--- Prompt ---
Every line below that holds the string "SeqCst" must be copied.

--- Raw data ---
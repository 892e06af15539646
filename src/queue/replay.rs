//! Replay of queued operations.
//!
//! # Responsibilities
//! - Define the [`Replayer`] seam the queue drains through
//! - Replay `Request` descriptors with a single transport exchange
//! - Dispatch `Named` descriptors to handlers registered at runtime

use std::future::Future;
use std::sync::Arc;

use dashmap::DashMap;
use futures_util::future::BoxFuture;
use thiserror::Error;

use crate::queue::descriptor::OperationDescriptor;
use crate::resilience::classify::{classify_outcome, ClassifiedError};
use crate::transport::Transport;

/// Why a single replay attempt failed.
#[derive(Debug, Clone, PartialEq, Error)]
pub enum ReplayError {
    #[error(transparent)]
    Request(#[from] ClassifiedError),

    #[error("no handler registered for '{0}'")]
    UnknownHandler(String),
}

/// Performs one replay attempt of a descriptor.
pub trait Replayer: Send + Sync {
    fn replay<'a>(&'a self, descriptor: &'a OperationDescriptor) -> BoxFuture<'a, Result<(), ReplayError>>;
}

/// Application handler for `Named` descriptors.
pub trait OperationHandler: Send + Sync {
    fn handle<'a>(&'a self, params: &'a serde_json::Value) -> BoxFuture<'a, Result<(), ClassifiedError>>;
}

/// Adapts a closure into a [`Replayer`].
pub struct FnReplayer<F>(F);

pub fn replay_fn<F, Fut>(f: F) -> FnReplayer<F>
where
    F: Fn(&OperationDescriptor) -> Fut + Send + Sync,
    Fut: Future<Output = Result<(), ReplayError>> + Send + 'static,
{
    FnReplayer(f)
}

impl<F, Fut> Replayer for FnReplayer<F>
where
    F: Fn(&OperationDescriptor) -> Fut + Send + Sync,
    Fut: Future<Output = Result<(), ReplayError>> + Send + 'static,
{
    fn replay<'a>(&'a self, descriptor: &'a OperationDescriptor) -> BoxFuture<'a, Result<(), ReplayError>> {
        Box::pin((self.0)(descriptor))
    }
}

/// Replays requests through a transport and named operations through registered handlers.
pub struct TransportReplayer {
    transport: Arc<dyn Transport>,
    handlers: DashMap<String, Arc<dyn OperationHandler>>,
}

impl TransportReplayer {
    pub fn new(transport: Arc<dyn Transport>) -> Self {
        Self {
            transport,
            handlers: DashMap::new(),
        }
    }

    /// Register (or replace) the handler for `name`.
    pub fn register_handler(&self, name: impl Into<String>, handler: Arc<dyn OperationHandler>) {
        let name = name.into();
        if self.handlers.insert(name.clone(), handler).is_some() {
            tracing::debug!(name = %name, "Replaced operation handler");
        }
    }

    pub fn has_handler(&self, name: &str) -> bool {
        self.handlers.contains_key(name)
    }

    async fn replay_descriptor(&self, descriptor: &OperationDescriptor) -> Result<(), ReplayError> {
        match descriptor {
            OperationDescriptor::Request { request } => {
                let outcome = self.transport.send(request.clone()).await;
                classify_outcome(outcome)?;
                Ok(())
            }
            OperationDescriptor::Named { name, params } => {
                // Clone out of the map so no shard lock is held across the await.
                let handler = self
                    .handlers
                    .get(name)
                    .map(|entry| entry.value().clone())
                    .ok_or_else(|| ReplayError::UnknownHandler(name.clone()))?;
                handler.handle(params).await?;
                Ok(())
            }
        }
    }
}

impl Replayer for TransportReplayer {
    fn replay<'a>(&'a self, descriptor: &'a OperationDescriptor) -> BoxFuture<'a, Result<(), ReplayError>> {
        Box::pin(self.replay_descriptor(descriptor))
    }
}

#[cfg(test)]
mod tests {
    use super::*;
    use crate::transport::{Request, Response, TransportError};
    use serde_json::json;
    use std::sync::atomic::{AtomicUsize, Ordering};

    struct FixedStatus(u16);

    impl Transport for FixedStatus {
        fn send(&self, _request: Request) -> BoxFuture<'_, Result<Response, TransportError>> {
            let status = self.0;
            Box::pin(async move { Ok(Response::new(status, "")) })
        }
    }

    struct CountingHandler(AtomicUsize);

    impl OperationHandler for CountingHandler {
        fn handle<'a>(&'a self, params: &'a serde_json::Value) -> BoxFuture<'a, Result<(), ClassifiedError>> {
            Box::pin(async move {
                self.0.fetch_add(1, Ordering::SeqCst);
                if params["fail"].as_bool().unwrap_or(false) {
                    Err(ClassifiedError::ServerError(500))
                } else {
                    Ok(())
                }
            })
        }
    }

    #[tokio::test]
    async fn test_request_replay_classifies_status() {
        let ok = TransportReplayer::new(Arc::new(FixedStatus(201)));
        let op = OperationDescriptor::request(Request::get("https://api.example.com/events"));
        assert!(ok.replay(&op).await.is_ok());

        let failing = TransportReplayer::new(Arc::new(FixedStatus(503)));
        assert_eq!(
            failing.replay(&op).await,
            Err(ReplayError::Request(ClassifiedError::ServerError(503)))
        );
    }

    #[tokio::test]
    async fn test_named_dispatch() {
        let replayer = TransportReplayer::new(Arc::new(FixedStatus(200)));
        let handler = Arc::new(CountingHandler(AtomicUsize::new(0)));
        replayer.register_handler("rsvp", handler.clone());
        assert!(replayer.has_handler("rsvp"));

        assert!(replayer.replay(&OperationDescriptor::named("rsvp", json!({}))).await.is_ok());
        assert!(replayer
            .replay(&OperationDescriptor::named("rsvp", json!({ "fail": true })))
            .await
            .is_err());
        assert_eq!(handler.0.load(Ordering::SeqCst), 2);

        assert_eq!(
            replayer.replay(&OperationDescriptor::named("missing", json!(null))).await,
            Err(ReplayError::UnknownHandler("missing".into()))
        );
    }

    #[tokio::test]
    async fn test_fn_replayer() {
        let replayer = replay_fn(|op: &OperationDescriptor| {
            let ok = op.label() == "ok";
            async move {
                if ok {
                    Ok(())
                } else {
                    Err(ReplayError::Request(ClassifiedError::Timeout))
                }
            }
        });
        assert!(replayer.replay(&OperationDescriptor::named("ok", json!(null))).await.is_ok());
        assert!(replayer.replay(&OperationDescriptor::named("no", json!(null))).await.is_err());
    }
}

--- Response to the exercise ---
                self.0.fetch_add(1, Ordering::SeqCst);
        assert_eq!(handler.0.load(Ordering::SeqCst), 2);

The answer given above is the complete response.